A Nissan acaba de assinar, em silêncio, a sentença de morte do Altima. Oficialmente, o sedã ainda consta na gama de 2026, mas por trás dessa formulação educada esconde-se um facto simples: o modelo já não tem futuro, e a procura que sobrar deverá migrar para o Sentra de nova geração, mais «adulto».
Os números não deixam margem para ilusões. Ainda em 2019, a Nissan vendia nos EUA mais de 200.000 unidades deste sedã por ano. Em 2025, o valor desabou para 92.809 unidades. A primeira metade de 2026 apresenta-se claramente má: 42.288 veículos, uma queda de 31,9%. Se o ritmo se mantiver, o ano deverá fechar perto das 84.600 unidades. O Sentra também recuou, mas de forma bem mais suave — conquistando 75.549 compradores em seis meses. Dentro da própria gama da Nissan, é já o claro líder.
E isto não é uma questão de emoção. A Nissan está a cortar fundo, mas de forma calculada: a marca já tinha anunciado que eliminaria 11 modelos com fraco desempenho para libertar recursos para direções mais promissoras. Para o mercado americano, isso significa uma coisa: manter dois sedãs vivos para um segmento em contração já não compensa, sobretudo quando os crossovers e as pickups rendem mais dinheiro e praticamente se vendem sozinhos.
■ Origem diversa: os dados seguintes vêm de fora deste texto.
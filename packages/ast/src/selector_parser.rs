//! Reader for selector text.

use crate::error::{ParseError, ParseResult};
use crate::selector::{
    is_selector_pseudo, AttributeMatcher, AttributeSelector, Combinator, ComplexPart,
    ComplexSelector, CompoundSelector, PseudoArgument, PseudoSelector, SelectorList,
    SimpleSelector,
};

/// Parse a selector list such as `.a > b, &-c:hover`.
pub fn parse_selector(source: &str) -> ParseResult<SelectorList> {
    let mut parser = SelectorParser {
        chars: source.char_indices().collect(),
        pos: 0,
        len: source.len(),
    };
    let list = parser.list()?;
    parser.skip_space();
    if let Some(c) = parser.peek() {
        return Err(ParseError::unexpected_token(parser.offset(), "end of selector", c.to_string()));
    }
    Ok(list)
}

struct SelectorParser {
    chars: Vec<(usize, char)>,
    pos: usize,
    len: usize,
}

fn is_name_char(c: char) -> bool {
    c.is_alphanumeric() || c == '-' || c == '_' || !c.is_ascii()
}

impl SelectorParser {
    fn peek(&self) -> Option<char> {
        self.chars.get(self.pos).map(|(_, c)| *c)
    }

    fn peek_at(&self, ahead: usize) -> Option<char> {
        self.chars.get(self.pos + ahead).map(|(_, c)| *c)
    }

    fn offset(&self) -> usize {
        self.chars.get(self.pos).map(|(i, _)| *i).unwrap_or(self.len)
    }

    fn bump(&mut self) -> Option<char> {
        let c = self.peek();
        if c.is_some() {
            self.pos += 1;
        }
        c
    }

    fn skip_space(&mut self) -> bool {
        let start = self.pos;
        while matches!(self.peek(), Some(c) if c.is_whitespace()) {
            self.pos += 1;
        }
        self.pos > start
    }

    fn expect(&mut self, expected: char) -> ParseResult<()> {
        match self.peek() {
            Some(c) if c == expected => {
                self.pos += 1;
                Ok(())
            }
            Some(c) => Err(ParseError::unexpected_token(
                self.offset(),
                expected.to_string(),
                c.to_string(),
            )),
            None => Err(ParseError::unexpected_eof(self.len)),
        }
    }

    fn name(&mut self) -> ParseResult<String> {
        let mut out = String::new();
        while let Some(c) = self.peek() {
            if c == '\\' {
                self.pos += 1;
                out.push('\\');
                if let Some(escaped) = self.bump() {
                    out.push(escaped);
                }
            } else if is_name_char(c) {
                out.push(c);
                self.pos += 1;
            } else {
                break;
            }
        }
        if out.is_empty() {
            return Err(match self.peek() {
                Some(c) => ParseError::unexpected_token(self.offset(), "a name", c.to_string()),
                None => ParseError::unexpected_eof(self.len),
            });
        }
        Ok(out)
    }

    fn list(&mut self) -> ParseResult<SelectorList> {
        let mut selectors = Vec::new();
        loop {
            self.skip_space();
            selectors.push(self.complex()?);
            self.skip_space();
            if self.peek() == Some(',') {
                self.pos += 1;
            } else {
                break;
            }
        }
        Ok(SelectorList::new(selectors))
    }

    fn combinator(&mut self) -> Option<Combinator> {
        let combinator = match self.peek()? {
            '>' => Combinator::Child,
            '+' => Combinator::NextSibling,
            '~' => Combinator::SubsequentSibling,
            _ => return None,
        };
        self.pos += 1;
        Some(combinator)
    }

    fn complex(&mut self) -> ParseResult<ComplexSelector> {
        let mut parts = Vec::new();
        if let Some(combinator) = self.combinator() {
            parts.push(ComplexPart::Combinator(combinator));
            self.skip_space();
        }
        loop {
            parts.push(ComplexPart::Compound(self.compound()?));
            let spaced = self.skip_space();
            match self.peek() {
                None | Some(',') | Some(')') => break,
                _ => {}
            }
            match self.combinator() {
                Some(combinator) => {
                    parts.push(ComplexPart::Combinator(combinator));
                    self.skip_space();
                    if matches!(self.peek(), None | Some(',') | Some(')')) {
                        break;
                    }
                }
                None if spaced => parts.push(ComplexPart::Combinator(Combinator::Descendant)),
                None => {
                    let c = self.peek().unwrap_or(' ');
                    return Err(ParseError::unexpected_token(self.offset(), "a combinator", c.to_string()));
                }
            }
        }
        Ok(ComplexSelector::new(parts))
    }

    fn compound(&mut self) -> ParseResult<CompoundSelector> {
        let mut simples = Vec::new();
        while let Some(c) = self.peek() {
            let simple = match c {
                '&' => {
                    self.pos += 1;
                    let suffix = match self.peek() {
                        Some(s) if is_name_char(s) => Some(self.name()?),
                        _ => None,
                    };
                    SimpleSelector::Parent { suffix }
                }
                '*' => {
                    self.pos += 1;
                    SimpleSelector::Universal
                }
                '.' => {
                    self.pos += 1;
                    SimpleSelector::Class(self.name()?)
                }
                '#' => {
                    self.pos += 1;
                    SimpleSelector::Id(self.name()?)
                }
                '[' => SimpleSelector::Attribute(self.attribute()?),
                ':' => SimpleSelector::Pseudo(self.pseudo()?),
                '%' => {
                    self.pos += 1;
                    SimpleSelector::Type(format!("%{}", self.name()?))
                }
                c if c.is_ascii_digit() => SimpleSelector::Type(self.keyframe_stop()?),
                c if is_name_char(c) => SimpleSelector::Type(self.name()?),
                _ => break,
            };
            simples.push(simple);
        }
        if simples.is_empty() {
            return Err(match self.peek() {
                Some(c) => ParseError::unexpected_token(self.offset(), "a selector", c.to_string()),
                None => ParseError::unexpected_eof(self.len),
            });
        }
        Ok(CompoundSelector::new(simples))
    }

    /// `50%` or `12.5%` inside `@keyframes`.
    fn keyframe_stop(&mut self) -> ParseResult<String> {
        let mut out = String::new();
        while let Some(c) = self.peek() {
            if c.is_ascii_digit() || c == '.' {
                out.push(c);
                self.pos += 1;
            } else {
                break;
            }
        }
        self.expect('%')?;
        out.push('%');
        Ok(out)
    }

    fn attribute(&mut self) -> ParseResult<AttributeSelector> {
        self.expect('[')?;
        self.skip_space();
        let name = self.name()?;
        self.skip_space();
        let mut matcher = None;
        let mut modifier = None;
        if self.peek() != Some(']') {
            let mut op = String::new();
            if matches!(self.peek(), Some('~' | '|' | '^' | '$' | '*')) {
                op.extend(self.bump());
            }
            self.expect('=')?;
            op.push('=');
            self.skip_space();
            let (value, quoted) = match self.peek() {
                Some(quote @ ('"' | '\'')) => {
                    self.pos += 1;
                    let mut value = String::new();
                    loop {
                        match self.bump() {
                            Some(c) if c == quote => break,
                            Some('\\') => {
                                value.push('\\');
                                value.extend(self.bump());
                            }
                            Some(c) => value.push(c),
                            None => return Err(ParseError::unexpected_eof(self.len)),
                        }
                    }
                    (value, true)
                }
                _ => (self.name()?, false),
            };
            matcher = Some(AttributeMatcher { op, value, quoted });
            self.skip_space();
            if matches!(self.peek(), Some(c) if c.is_alphabetic()) {
                modifier = Some(self.name()?);
                self.skip_space();
            }
        }
        self.expect(']')?;
        Ok(AttributeSelector {
            name,
            matcher,
            modifier,
        })
    }

    fn pseudo(&mut self) -> ParseResult<PseudoSelector> {
        let start = self.offset();
        self.expect(':')?;
        let element = self.peek() == Some(':');
        if element {
            self.pos += 1;
        }
        let name = self.name()?;
        let argument = if self.peek() == Some('(') {
            self.pos += 1;
            let argument = if is_selector_pseudo(&name) || name.eq_ignore_ascii_case("slotted") {
                self.skip_space();
                let list = self.list()?;
                self.skip_space();
                PseudoArgument::Selector(list)
            } else {
                PseudoArgument::Raw(self.raw_argument()?)
            };
            self.expect(')')?;
            Some(argument)
        } else {
            None
        };
        let pseudo = PseudoSelector {
            name,
            element,
            argument,
        };
        pseudo
            .validate_scope()
            .map_err(|message| ParseError::invalid_syntax(start, message))?;
        Ok(pseudo)
    }

    /// Balanced text up to the closing paren, e.g. `2n + 1`.
    fn raw_argument(&mut self) -> ParseResult<String> {
        let mut depth = 0;
        let mut out = String::new();
        loop {
            match self.peek() {
                Some(')') if depth == 0 => break,
                Some(c) => {
                    match c {
                        '(' => depth += 1,
                        ')' => depth -= 1,
                        _ => {}
                    }
                    out.push(c);
                    self.pos += 1;
                }
                None => return Err(ParseError::unexpected_eof(self.len)),
            }
        }
        Ok(out.trim().to_string())
    }
}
A segunda vítima da lista é o Rogue Plug-In Hybrid. No fundo, tratava-se de um Mitsubishi Outlander PHEV rebatizado às pressas e lançado no mercado sem grande preparação. Na Nissan não escondem muito isso: o modelo existia sobretudo para testar a reação dos clientes a um híbrido dentro da gama Rogue. A lógica é simples — se um comprador não vê nenhuma versão híbrida no configurador online, pode nem sequer chegar ao concessionário.
Esse papel passa agora para o Rogue e-Power. A diferença é fundamental: em vez de um híbrido plug-in, o motor a gasolina funciona aqui apenas como gerador, enquanto um motor elétrico movimenta as rodas. Para o comprador comum, não há nada mais simples — não é preciso carregar, não há hábitos a mudar, mas a sensação de tração elétrica e a eficiência prometida vêm incluídas na mesma. A Nissan promete um «preço muito atrativo» e um bom consumo.
E isto é apenas o começo da reestruturação. Em paralelo, a Nissan prepara uma revisão maior dos seus modelos de chassi separado: novos Frontier e Xterra e, possivelmente mais à frente, um SUV Nissan de três filas de bancos junto com modelos Infiniti aparentados de duas e três filas. Motores a combustão e híbridos terão certamente o seu lugar aí — a Nissan não aposta tudo no elétrico puro, mas constrói a sua gama em torno de segmentos que realmente vendem.